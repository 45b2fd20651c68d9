//! flarescan-io: Inputs and outputs of the detector.
//!
//! This crate provides the text extractors for events and dead time, the
//! writers for every file of an output folder, memory-mapped readers for
//! the binary outputs, and the `edet2sky` astrometry bridge.
//!

pub mod astrometry;
mod error;
pub mod extract;
mod reader;
mod writer;

pub use astrometry::{parse_edet2sky, Edet2SkyResolver, SasEnvironment};
pub use error::{Error, Result};
pub use extract::{
    DeadTimeExtractor, DeadTimeTable, EventList, PhotonExtractor, TextDeadTimeReader,
    TextEventReader,
};
pub use reader::{read_image, read_variability, MappedFileReader};
pub use writer::{
    write_best_match, write_image, write_sources, write_variability, ImageHeader, OutputFolder,
    BEST_MATCH_FILE, IMAGE_FILE, MOSAIC_FILE, SOURCES_FILE, VARIABILITY_FILE,
    VARIABILITY_MAGIC,
};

ABOUT THIS EXERCISE. Where in the listing does the string "error" appear? Copy every line that has it.

OUTPUT OF THE EXERCISE.
mod error;
pub use error::{Error, Result};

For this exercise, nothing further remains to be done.